An Integrated Approach: Watershed Segmentation with Local Maxima and Minima Algorithms for Tree Crown Delineation of Mango (Mangifera indica) using UAV Multispectral Imagery
DOI:
https://doi.org/10.37934/araset.55.1.4462Keywords:
Tree crown delineation, multispectral imaging, watershed segmentation, local maxima and minima, remote sensingAbstract
Precision forestry and agriculture rely on precise tree crown delineation as a fundamental component for effective forest management activities. The selection of appropriate techniques and algorithms for tree crown delineation significantly influences the accuracy and reliability of the outcomes. This study was conducted in a mango plantation at Universiti Teknologi MARA, Arau, Perlis, employing Unmanned Aerial Vehicle (UAV) multispectral imaging. The focus is to assess the accuracy of tree crown delineation using two different algorithms, namely watershed segmentation and local maxima and minima. The conventional method was used for reference parameter derivation and tree positioning, while object-based image analysis was employed for processing the multispectral images. Additionally, a manual digitization approach was utilized to conduct an accuracy assessment of the resulting tree crown delineation.

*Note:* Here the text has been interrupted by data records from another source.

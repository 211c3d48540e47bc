use chrono::{DateTime, Utc};
use sqlx::{sqlite::SqliteRow, Row};
use uuid::Uuid;

use tonecheck_core::cipher::FieldCipher;
use tonecheck_core::domain::channel::{ChannelConfiguration, ChannelRegistration, UpsertOutcome};

use super::{ChannelConfigRepository, RepositoryError};
use crate::DbPool;

pub struct SqlChannelConfigRepository {
    pool: DbPool,
    cipher: FieldCipher,
}

impl SqlChannelConfigRepository {
    pub fn new(pool: DbPool, cipher: FieldCipher) -> Self {
        Self { pool, cipher }
    }
}

#[async_trait::async_trait]
impl ChannelConfigRepository for SqlChannelConfigRepository {
    async fn read(&self, channel_id: &str) -> Result<Option<String>, RepositoryError> {
        let message = sqlx::query_scalar::<_, String>(
            "SELECT reply_message FROM channel_configuration WHERE channel_id = ?",
        )
        .bind(channel_id)
        .fetch_optional(&self.pool)
        .await?;

        Ok(message)
    }

    async fn find(
        &self,
        channel_id: &str,
    ) -> Result<Option<ChannelConfiguration>, RepositoryError> {
        let row = sqlx::query(
            r#"
            SELECT channel_id, team_id_encrypted, team_domain, channel_name, reply_message,
                   registered_at
            FROM channel_configuration
            WHERE channel_id = ?
            "#,
        )
        .bind(channel_id)
        .fetch_optional(&self.pool)
        .await?;

        row.map(configuration_from_row).transpose()
    }

    async fn upsert(
        &self,
        registration: ChannelRegistration,
    ) -> Result<UpsertOutcome, RepositoryError> {
        registration.validate()?;

        let id = Uuid::new_v4().to_string();
        let now = Utc::now().to_rfc3339();
        let team_id_encrypted = self.cipher.encrypt(&registration.team_id)?;

        // The conflict branch keeps the original row id, which tells the two outcomes apart.
        let stored_id = sqlx::query_scalar::<_, String>(
            r#"
            INSERT INTO channel_configuration (
                id, channel_id, team_id_encrypted, team_domain, channel_name, reply_message,
                registered_at, updated_at
            ) VALUES (?, ?, ?, ?, ?, ?, ?, ?)
            ON CONFLICT(channel_id) DO UPDATE SET
                reply_message = excluded.reply_message,
                updated_at = excluded.updated_at
            RETURNING id
            "#,
        )
        .bind(&id)
        .bind(&registration.channel_id)
        .bind(&team_id_encrypted)
        .bind(&registration.team_domain)
        .bind(&registration.channel_name)
        .bind(&registration.reply_message)
        .bind(&now)
        .bind(&now)
        .fetch_one(&self.pool)
        .await?;

        Ok(if stored_id == id { UpsertOutcome::Created } else { UpsertOutcome::Updated })
    }
}

fn configuration_from_row(row: SqliteRow) -> Result<ChannelConfiguration, RepositoryError> {
    Ok(ChannelConfiguration {
        channel_id: row.try_get("channel_id")?,
        team_id_encrypted: row.try_get("team_id_encrypted")?,
        team_domain: row.try_get("team_domain")?,
        channel_name: row.try_get("channel_name")?,
        reply_message: row.try_get("reply_message")?,
        registered_at: parse_timestamp("registered_at", row.try_get("registered_at")?)?,
    })
}

fn parse_timestamp(column: &str, value: String) -> Result<DateTime<Utc>, RepositoryError> {
    DateTime::parse_from_rfc3339(&value).map(|timestamp| timestamp.with_timezone(&Utc)).map_err(
        |error| {
            RepositoryError::Decode(format!("invalid timestamp in `{column}`: `{value}` ({error})"))
        },
    )
}

#[cfg(test)]
mod tests {
    use secrecy::SecretString;
    use tonecheck_core::cipher::FieldCipher;
    use tonecheck_core::domain::channel::{ChannelRegistration, UpsertOutcome};

    use super::SqlChannelConfigRepository;
    use crate::repositories::{ChannelConfigRepository, RepositoryError};
    use crate::{connect_with_settings, migrations, DbPool};

    fn cipher() -> FieldCipher {
        FieldCipher::new(&SecretString::from("channel-config-test-key".to_owned()))
    }

    fn registration(channel_id: &str, reply_message: &str) -> ChannelRegistration {
        ChannelRegistration {
            channel_id: channel_id.to_owned(),
            team_id: "T0001".to_owned(),
            team_domain: "acme".to_owned(),
            channel_name: "general".to_owned(),
            reply_message: reply_message.to_owned(),
        }
    }

    async fn setup_pool() -> DbPool {
        let pool = connect_with_settings("sqlite::memory:", 1, 30).await.expect("connect test pool");
        migrations::run_pending(&pool).await.expect("run migrations");
        pool
    }

    async fn row_count(pool: &DbPool) -> i64 {
        sqlx::query_scalar::<_, i64>("SELECT COUNT(*) FROM channel_configuration")
            .fetch_one(pool)
            .await
            .expect("count rows")
    }

    #[tokio::test]
    async fn upsert_creates_then_updates_without_duplicates() {
        let pool = setup_pool().await;
        let repo = SqlChannelConfigRepository::new(pool.clone(), cipher());

        let created = repo.upsert(registration("C1", "Be nice")).await.expect("create");
        let updated = repo.upsert(registration("C1", "Be kind")).await.expect("update");

        assert_eq!(created, UpsertOutcome::Created);
        assert_eq!(updated, UpsertOutcome::Updated);
        assert_eq!(repo.read("C1").await.expect("read"), Some("Be kind".to_owned()));
        assert_eq!(row_count(&pool).await, 1);

        pool.close().await;
    }

    #[tokio::test]
    async fn update_only_touches_reply_message() {
        let pool = setup_pool().await;
        let repo = SqlChannelConfigRepository::new(pool.clone(), cipher());

        repo.upsert(registration("C1", "Be nice")).await.expect("create");
        let before = repo.find("C1").await.expect("find").expect("row exists");

        let mut renamed = registration("C1", "Be kind");
        renamed.channel_name = "renamed".to_owned();
        renamed.team_domain = "other".to_owned();
        repo.upsert(renamed).await.expect("update");
        let after = repo.find("C1").await.expect("find").expect("row exists");

        assert_eq!(after.reply_message, "Be kind");
        assert_eq!(after.channel_name, before.channel_name);
        assert_eq!(after.team_domain, before.team_domain);
        assert_eq!(after.team_id_encrypted, before.team_id_encrypted);
        assert_eq!(after.registered_at, before.registered_at);

        pool.close().await;
    }

    #[tokio::test]
    async fn team_id_is_stored_encrypted() {
        let pool = setup_pool().await;
        let repo = SqlChannelConfigRepository::new(pool.clone(), cipher());

        repo.upsert(registration("C1", "Be nice")).await.expect("create");
        let stored = repo.find("C1").await.expect("find").expect("row exists");

        assert_ne!(stored.team_id_encrypted, "T0001");
        assert!(!stored.team_id_encrypted.contains("T0001"));
        assert_eq!(cipher().decrypt(&stored.team_id_encrypted), "T0001");

        pool.close().await;
    }

    #[tokio::test]
    async fn read_of_unknown_channel_is_absent() {
        let pool = setup_pool().await;
        let repo = SqlChannelConfigRepository::new(pool.clone(), cipher());

        assert_eq!(repo.read("C404").await.expect("read"), None);
        assert_eq!(repo.find("C404").await.expect("find"), None);

        pool.close().await;
    }

    #[tokio::test]
    async fn invalid_registration_is_rejected_before_writing() {
        let pool = setup_pool().await;
        let repo = SqlChannelConfigRepository::new(pool.clone(), cipher());

        let error = repo
            .upsert(registration("C1", &"x".repeat(101)))
            .await
            .expect_err("oversized message should fail");

        assert!(matches!(error, RepositoryError::Validation(_)));
        assert_eq!(row_count(&pool).await, 0);

        pool.close().await;
    }
}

The study findings indicated that the watershed algorithm exhibited superior accuracy, achieving 83.3% total 1:1 match and 73% goodness of fit, compared to the local maxima and minima algorithm, which yielded 81.7% and 71%, respectively. These results hold significant implications for forest management planning and remote sensing-based forest quantification estimation, enabling the development of efficient and effective forest management strategies for the future.